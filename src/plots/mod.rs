//! Swarm plot types.
//!
//! Provides the chart builder on top of the layout engine and the layer
//! dispatch used by renderers.

mod layers;
mod swarm;

pub use layers::{CustomLayer, Layer, LayerContext, LayerVisitor};
pub use swarm::{BuiltSwarmPlot, DomainBound, ScaleKind, SwarmPlot, ValueScale, ValueScaleSpec};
--
▶ [What is needed]
Answer with the count alone: how many lines in the data above have "layers" in them?

▶ [Solution for this task]
2